Task brief :: Search the listing below for the word "values" and return each line that contains it.
□ □ □ □ □ □ □
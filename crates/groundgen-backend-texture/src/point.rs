//! Fixed-arity points and validated colors.
//!
//! Points support component-wise arithmetic against another point of the same
//! arity or against a scalar. Slice-based variants check the arity at runtime
//! and fail with [`GenerateError::ShapeMismatch`].

use crate::error::GenerateError;

macro_rules! point_op {
    ($t:ident, $trait:ident, $method:ident, $assign_trait:ident, $assign_method:ident, $op:tt, $($f:ident),+) => {
        impl std::ops::$trait for $t {
            type Output = $t;

            #[inline]
            fn $method(self, rhs: $t) -> $t {
                $t { $($f: self.$f $op rhs.$f),+ }
            }
        }

        impl std::ops::$trait<f64> for $t {
            type Output = $t;

            #[inline]
            fn $method(self, rhs: f64) -> $t {
                $t { $($f: self.$f $op rhs),+ }
            }
        }

        impl std::ops::$assign_trait for $t {
            #[inline]
            fn $assign_method(&mut self, rhs: $t) {
                *self = *self $op rhs;
            }
        }
    };
}

macro_rules! point_type {
    ($(#[$meta:meta])* $t:ident, $n:literal, $($f:ident),+) => {
        $(#[$meta])*
        #[derive(Debug, Clone, Copy, PartialEq, Default)]
        pub struct $t {
            $(pub $f: f64),+
        }

        impl $t {
            /// Number of components.
            pub const ARITY: usize = $n;

            /// Creates a point from its components.
            pub const fn new($($f: f64),+) -> Self {
                Self { $($f),+ }
            }

            /// Creates a point with every component set to `value`.
            pub const fn splat(value: f64) -> Self {
                Self { $($f: value),+ }
            }

            /// Creates a point from a slice, which must have exactly
            /// [`Self::ARITY`] values.
            pub fn from_slice(values: &[f64]) -> Result<Self, GenerateError> {
                if values.len() != $n {
                    return Err(GenerateError::ShapeMismatch {
                        expected: $n,
                        found: values.len(),
                    });
                }
                let mut it = values.iter().copied();
                Ok(Self { $($f: it.next().unwrap_or_default()),+ })
            }

            pub fn try_add_slice(self, rhs: &[f64]) -> Result<Self, GenerateError> {
                Ok(self + Self::from_slice(rhs)?)
            }

            pub fn try_mul_slice(self, rhs: &[f64]) -> Result<Self, GenerateError> {
                Ok(self * Self::from_slice(rhs)?)
            }

            /// Dot product.
            #[inline]
            pub fn dot(self, other: Self) -> f64 {
                0.0 $(+ self.$f * other.$f)+
            }

            /// Euclidean length.
            #[inline]
            pub fn length(self) -> f64 {
                self.dot(self).sqrt()
            }

            /// Euclidean distance to `other`.
            #[inline]
            pub fn distance(self, other: Self) -> f64 {
                (self - other).length()
            }

            /// Component-wise absolute value.
            pub fn abs(self) -> Self {
                Self { $($f: self.$f.abs()),+ }
            }

            /// Component-wise rounding, half away from zero.
            pub fn round(self) -> Self {
                Self { $($f: self.$f.round()),+ }
            }
        }

        impl std::ops::Neg for $t {
            type Output = $t;

            fn neg(self) -> $t {
                $t { $($f: -self.$f),+ }
            }
        }

        impl From<[f64; $n]> for $t {
            fn from(values: [f64; $n]) -> Self {
                let [$($f),+] = values;
                Self { $($f),+ }
            }
        }

        point_op!($t, Add, add, AddAssign, add_assign, +, $($f),+);
        point_op!($t, Sub, sub, SubAssign, sub_assign, -, $($f),+);
        point_op!($t, Mul, mul, MulAssign, mul_assign, *, $($f),+);
        point_op!($t, Div, div, DivAssign, div_assign, /, $($f),+);
        point_op!($t, Rem, rem, RemAssign, rem_assign, %, $($f),+);
    };
}

point_type!(
    /// A 2D point or vector.
    Point2, 2, x, y
);

point_type!(
    /// A 3D point; `z` carries height.
    Point3, 3, x, y, z
);

point_type!(
    /// A 4-component tuple, used for rectangles as `(x, y, width, height)`.
    Point4, 4, x, y, z, w
);

impl Point2 {
    /// Extends to 3D with the given `z`.
    pub fn with_z(self, z: f64) -> Point3 {
        Point3::new(self.x, self.y, z)
    }

    /// 2D cross product (z of the 3D cross product).
    #[inline]
    pub fn cross(self, other: Point2) -> f64 {
        self.x * other.y - self.y * other.x
    }
}

impl Point3 {
    #[inline]
    pub fn xy(self) -> Point2 {
        Point2::new(self.x, self.y)
    }

    /// Returns a copy with `z` replaced.
    pub fn with_z(self, z: f64) -> Point3 {
        Point3::new(self.x, self.y, z)
    }
}

impl Point4 {
    pub fn xy(self) -> Point2 {
        Point2::new(self.x, self.y)
    }

    pub fn zw(self) -> Point2 {
        Point2::new(self.z, self.w)
    }
}

/// A single color component.
#[derive(Debug, Clone, Copy, PartialEq)]
pub enum ColorComponent {
    /// 8-bit style integer value; values above 255 saturate on output.
    Int(u32),
    /// Unit-range float in [0, 1].
    Unit(f64),
}

impl ColorComponent {
    /// Converts to an 8-bit channel value.
    pub fn to_u8(self) -> u8 {
        match self {
            ColorComponent::Int(v) => v.min(255) as u8,
            ColorComponent::Unit(v) => (v * 255.0).round().clamp(0.0, 255.0) as u8,
        }
    }

    /// Converts to a unit-range value.
    pub fn to_unit(self) -> f64 {
        match self {
            ColorComponent::Int(v) => v.min(255) as f64 / 255.0,
            ColorComponent::Unit(v) => v,
        }
    }
}

/// Unvalidated input for a color component.
#[derive(Debug, Clone, Copy, PartialEq)]
pub enum ColorValue {
    Int(i64),
    Float(f64),
}

impl From<i64> for ColorValue {
    fn from(v: i64) -> Self {
        ColorValue::Int(v)
    }
}

impl From<i32> for ColorValue {
    fn from(v: i32) -> Self {
        ColorValue::Int(v as i64)
    }
}

impl From<u8> for ColorValue {
    fn from(v: u8) -> Self {
        ColorValue::Int(v as i64)
    }
}

impl From<f64> for ColorValue {
    fn from(v: f64) -> Self {
        ColorValue::Float(v)
    }
}

impl TryFrom<ColorValue> for ColorComponent {
    type Error = GenerateError;

    fn try_from(value: ColorValue) -> Result<Self, Self::Error> {
        match value {
            ColorValue::Int(v) if v < 0 => Err(GenerateError::InvalidColorValue(format!(
                "integer component must be non-negative, got {}",
                v
            ))),
            ColorValue::Int(v) => Ok(ColorComponent::Int(v.min(u32::MAX as i64) as u32)),
            ColorValue::Float(v) if !(0.0..=1.0).contains(&v) => {
                Err(GenerateError::InvalidColorValue(format!(
                    "float component must be in [0, 1], got {}",
                    v
                )))
            }
            ColorValue::Float(v) => Ok(ColorComponent::Unit(v)),
        }
    }
}

/// An RGB color whose components were validated at construction.
#[derive(Debug, Clone, Copy, PartialEq)]
pub struct ColorRgb {
    pub r: ColorComponent,
    pub g: ColorComponent,
    pub b: ColorComponent,
}

impl ColorRgb {
    /// Creates a color, failing with [`GenerateError::InvalidColorValue`]
    /// for a negative integer or a float outside [0, 1].
    pub fn new(
        r: impl Into<ColorValue>,
        g: impl Into<ColorValue>,
        b: impl Into<ColorValue>,
    ) -> Result<Self, GenerateError> {
        Ok(Self {
            r: r.into().try_into()?,
            g: g.into().try_into()?,
            b: b.into().try_into()?,
        })
    }

    /// Creates a color from 8-bit channels.
    pub fn from_rgb8(rgb: [u8; 3]) -> Self {
        Self {
            r: ColorComponent::Int(rgb[0] as u32),
            g: ColorComponent::Int(rgb[1] as u32),
            b: ColorComponent::Int(rgb[2] as u32),
        }
    }

    pub fn white() -> Self {
        Self::from_rgb8([255, 255, 255])
    }

    pub fn black() -> Self {
        Self::from_rgb8([0, 0, 0])
    }

    /// Converts to 8-bit channels.
    pub fn to_rgb8(&self) -> [u8; 3] {
        [self.r.to_u8(), self.g.to_u8(), self.b.to_u8()]
    }

    /// Converts to unit-range channels.
    pub fn to_unit(&self) -> [f64; 3] {
        [self.r.to_unit(), self.g.to_unit(), self.b.to_unit()]
    }

    /// CSS hex notation, e.g. `#ff8000`.
    pub fn to_hex(&self) -> String {
        let [r, g, b] = self.to_rgb8();
        format!("#{:02x}{:02x}{:02x}", r, g, b)
    }

    /// Interpolates towards `other` by `t` in [0, 1], on 8-bit channels.
    pub fn lerp(&self, other: &ColorRgb, t: f64) -> ColorRgb {
        let t = t.clamp(0.0, 1.0);
        let a = self.to_rgb8();
        let b = other.to_rgb8();
        let mix = |i: usize| (a[i] as f64 + (b[i] as f64 - a[i] as f64) * t).round() as u8;
        ColorRgb::from_rgb8([mix(0), mix(1), mix(2)])
    }

    /// Converts to hue, lightness, saturation, each in [0, 1].
    pub fn to_hls(&self) -> (f64, f64, f64) {
        let [r, g, b] = self.to_unit();
        let max = r.max(g).max(b);
        let min = r.min(g).min(b);
        let l = (min + max) / 2.0;
        if max == min {
            return (0.0, l, 0.0);
        }
        let delta = max - min;
        let s = if l <= 0.5 {
            delta / (max + min)
        } else {
            delta / (2.0 - max - min)
        };
        let rc = (max - r) / delta;
        let gc = (max - g) / delta;
        let bc = (max - b) / delta;
        let h = if r == max {
            bc - gc
        } else if g == max {
            2.0 + rc - bc
        } else {
            4.0 + gc - rc
        };
        ((h / 6.0).rem_euclid(1.0), l, s)
    }

    /// Creates a color from hue, lightness, saturation, each in [0, 1].
    pub fn from_hls(h: f64, l: f64, s: f64) -> Self {
        let unit = |v: f64| ColorComponent::Unit(v.clamp(0.0, 1.0));
        if s == 0.0 {
            return Self {
                r: unit(l),
                g: unit(l),
                b: unit(l),
            };
        }
        let m2 = if l <= 0.5 { l * (1.0 + s) } else { l + s - l * s };
        let m1 = 2.0 * l - m2;
        Self {
            r: unit(hue_channel(m1, m2, h + 1.0 / 3.0)),
            g: unit(hue_channel(m1, m2, h)),
            b: unit(hue_channel(m1, m2, h - 1.0 / 3.0)),
        }
    }
}

fn hue_channel(m1: f64, m2: f64, hue: f64) -> f64 {
    let hue = hue.rem_euclid(1.0);
    if hue < 1.0 / 6.0 {
        m1 + (m2 - m1) * hue * 6.0
    } else if hue < 0.5 {
        m2
    } else if hue < 2.0 / 3.0 {
        m1 + (m2 - m1) * (2.0 / 3.0 - hue) * 6.0
    } else {
        m1
    }
}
□ □ □ □ □ □ □
Answer section ::
            /// [`Self::ARITY`] values.
            pub fn from_slice(values: &[f64]) -> Result<Self, GenerateError> {
                if values.len() != $n {
                        found: values.len(),
                let mut it = values.iter().copied();
            fn from(values: [f64; $n]) -> Self {
                let [$($f),+] = values;
    /// 8-bit style integer value; values above 255 saturate on output.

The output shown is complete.